Extracted records
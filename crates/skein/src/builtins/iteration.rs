//! `len()`, `iter()`, `next()`, `all()` and `any()`.

use crate::{
    args::ArgValues,
    bytecode::VM,
    exception_private::{ExcType, RunResult},
    io::PrintWriter,
    resource::ResourceTracker,
    tracer::VmTracer,
    value::Value,
};

pub fn builtin_len<T: ResourceTracker, P: PrintWriter, Tr: VmTracer>(
    vm: &mut VM<'_, T, P, Tr>,
    args: ArgValues,
) -> RunResult<Value> {
    let value = args.get_one_arg("len", &vm.interns)?;
    let len = vm.len(value)?;
    Ok(Value::Int(i64::try_from(len).unwrap_or(i64::MAX)))
}

pub fn builtin_iter<T: ResourceTracker, P: PrintWriter, Tr: VmTracer>(
    vm: &mut VM<'_, T, P, Tr>,
    args: ArgValues,
) -> RunResult<Value> {
    let value = args.get_one_arg("iter", &vm.interns)?;
    vm.get_iter(value)
}

/// `next(iterator[, default])`: `StopIteration` when exhausted and no default is given.
pub fn builtin_next<T: ResourceTracker, P: PrintWriter, Tr: VmTracer>(
    vm: &mut VM<'_, T, P, Tr>,
    args: ArgValues,
) -> RunResult<Value> {
    let (iter, default) = args.get_one_two_args("next", &vm.interns)?;
    if !vm.is_iterator(iter)? {
        return Err(ExcType::type_error(format!(
            "'{}' object is not an iterator",
            vm.type_name(iter)
        )));
    }
    if let Some(id) = vm.generator_id(iter) {
        let held: Vec<Value> = default.into_iter().collect();
        return match vm.generator_next(id, &held) {
            Err(err) if err.is_exc_type(ExcType::StopIteration) => default.ok_or(err),
            result => result,
        };
    }
    match (vm.next_value(iter)?, default) {
        (Some(value), _) => Ok(value),
        (None, Some(default)) => Ok(default),
        (None, None) => Err(ExcType::stop_iteration()),
    }
}

pub fn builtin_all<T: ResourceTracker, P: PrintWriter, Tr: VmTracer>(
    vm: &mut VM<'_, T, P, Tr>,
    args: ArgValues,
) -> RunResult<Value> {
    let iterable = args.get_one_arg("all", &vm.interns)?;
    let iter = vm.get_iter(iterable)?;
    while let Some(item) = vm.next_value(iter)? {
        if !vm.truthy(item)? {
            return Ok(Value::Bool(false));
        }
    }
    Ok(Value::Bool(true))
}

pub fn builtin_any<T: ResourceTracker, P: PrintWriter, Tr: VmTracer>(
    vm: &mut VM<'_, T, P, Tr>,
    args: ArgValues,
) -> RunResult<Value> {
    let iterable = args.get_one_arg("any", &vm.interns)?;
    let iter = vm.get_iter(iterable)?;
    while let Some(item) = vm.next_value(iter)? {
        if vm.truthy(item)? {
            return Ok(Value::Bool(true));
        }
    }
    Ok(Value::Bool(false))
}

## DESCRIPTION OF THE TASK:
Search the entries for the word "true". Copy every line where it occurs.

## ANSWER SPACE:
    Ok(Value::Bool(true))
            return Ok(Value::Bool(true));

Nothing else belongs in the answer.